I wanted to leave, but my feet felt glued to the floor. I waited for him to finish me off.
But he didn't do it. Jake crumpled up his index card and sat back in the seat next to me. Everyone still seemed shocked. Not a single person clapped for him. Ms. Rathbone practically sprinted to the podium to dismiss the assembly and to remind them to head out now and vote.
"Mattie, I didn't…"
I had no desire to listen to him. My feet finally started working and I walked backstage, away from prying eyes.
I hadn't gotten far when Jake reached out to take me by the arm, turning me to face him. "Leave me alone," I hissed at him.
"You need to let me explain. I did not write this speech. Scott did. I know that's no excuse. I should have gone through it before I read it out loud."
I yanked my arm away from his grasp. I couldn't think straight when he touched me. I was so angry, but I had to consider the facts. I thought of the speech and how little it had sounded like Jake to me. I had seen Scott hand him those cards. "Why should I believe anything you say?"
"I have never lied to you. I may have made a couple of bad choices recently, but I've never lied to you."
Everything inside me wanted to believe him. The words, "I believe you," came to the tip of my tongue. I clenched my teeth together to keep them from escaping.
"Why didn't you just write it yourself?"
He must have sensed that I was softening. "Because last night I had to choose between writing the speech and seeing you. I chose you."

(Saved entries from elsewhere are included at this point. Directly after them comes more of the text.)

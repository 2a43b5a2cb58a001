//! Host preflight: temp-directory free space and external tool availability.

use crate::error::PipelineError;
use crate::mountstats;
use camino::Utf8Path;
use color_eyre::Result;

/// Environment variable that relocates the large temp directory.
pub const TEMP_DIR_ENV_VAR: &str = "V2KVM_TMPDIR";

/// Minimum free bytes required in the temp directory: a heuristic that
/// folds in appliance size, kept as a constant rather than exposed as
/// configuration.
pub const MIN_TEMP_FREE_BYTES: u64 = 1024 * 1024 * 1024;

/// Verify `temp_dir` has at least [`MIN_TEMP_FREE_BYTES`] free.
pub fn check_temp_space(temp_dir: &Utf8Path) -> Result<()> {
    let stats = mountstats::statvfs(temp_dir)?;
    let available = stats.bavail * stats.bsize;
    if available < MIN_TEMP_FREE_BYTES {
        return Err(PipelineError::InsufficientTempSpace {
            path: temp_dir.to_owned(),
            available,
            required: MIN_TEMP_FREE_BYTES,
            env_var: TEMP_DIR_ENV_VAR,
        }
        .into());
    }
    Ok(())
}

/// Verify every required external tool is on `$PATH`.
pub fn check_tools_available(tools: &[&str]) -> Result<()> {
    for tool in tools {
        which::which(tool).map_err(|_| {
            color_eyre::eyre::eyre!(
                "required external tool {tool:?} was not found on PATH"
            )
        })?;
    }
    Ok(())
}

#[cfg(test)]
mod tests {
    use super::*;

    #[test]
    fn tmp_has_enough_space_in_test_environment() {
        check_temp_space(Utf8Path::new("/tmp")).expect("CI /tmp should have >1GiB free");
    }

    #[test]
    fn missing_tool_is_an_error() {
        let err = check_tools_available(&["definitely-not-a-real-binary-xyz"]).unwrap_err();
        assert!(err.to_string().contains("definitely-not-a-real-binary-xyz"));
    }
}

How could I not melt? I knew how busy he was. After he said that, I probably would have accepted any explanation to excuse his behavior. Somebody had drugged him. He had an evil twin. He had a time machine and would go back and undo it. Anything.
I wished I felt nothing for him. Instead I was angry and hurt, but underneath it all? I definitely still loved him. I couldn't believe that I wanted to give him the benefit of the doubt.
If he was playing me, he was amazingly good at it.
I wanted to test him. "Ella's dating Trent. They're serious."
Jake looked really confused. "Um, okay. Good for Ella?"
"You're not upset? You're not jealous?"
"Why would I be? I told you that things with me and Ella were over." He sounded so sincere and so bewildered.
Maybe Mercedes didn't have the simplest explanation. Maybe the simplest explanation was the one that my heart believed. That Jake liked me. That Scott had set me up to be embarrassed and Jake really didn't know anything about it.
Jake took a step toward me, and I took a step back. That made him stop. He looked and sounded hurt. "I'm so sorry that happened. I told Scott I was thinking about dropping out because I didn't have time for it, and he said he would take care of it and help me because he wanted us all to do student council together."
What did I say to that? "Okay." His problems with his idiot friends were not really my problem.
He ran his fingers through his hair in frustration. "Look, if I win, I'm going to decline."
"I don't need your pity."
"It's not my pity. What happened today was wrong. Listening to you up there, you really believe in something. You want this school to be a better place. I was just doing this to make my friends and my dad happy. You should be president. And I won't have to decline because now I probably won't even win."
Jake and Ella. King and Queen of the Land of Delusion. In what universe would Jake Kingston not win the election? "That's nice and everything, but you sort of just humiliated me in front of the whole school, so I'm going to go now."
But before I could leave, the curtains got thrown aside, and a fire-breathing Ms. Rathbone stood there. "Mr. Kingston, in my officenow."
"Can I just…"
"Now!" She stormed off and Jake looked at me apologetically.
"I have to go. I know I don't deserve to ask you this, but will you come to the masquerade ball tonight? I think we need to talk more about this."
No, my head screamed.Tell him no! What is wrong with you?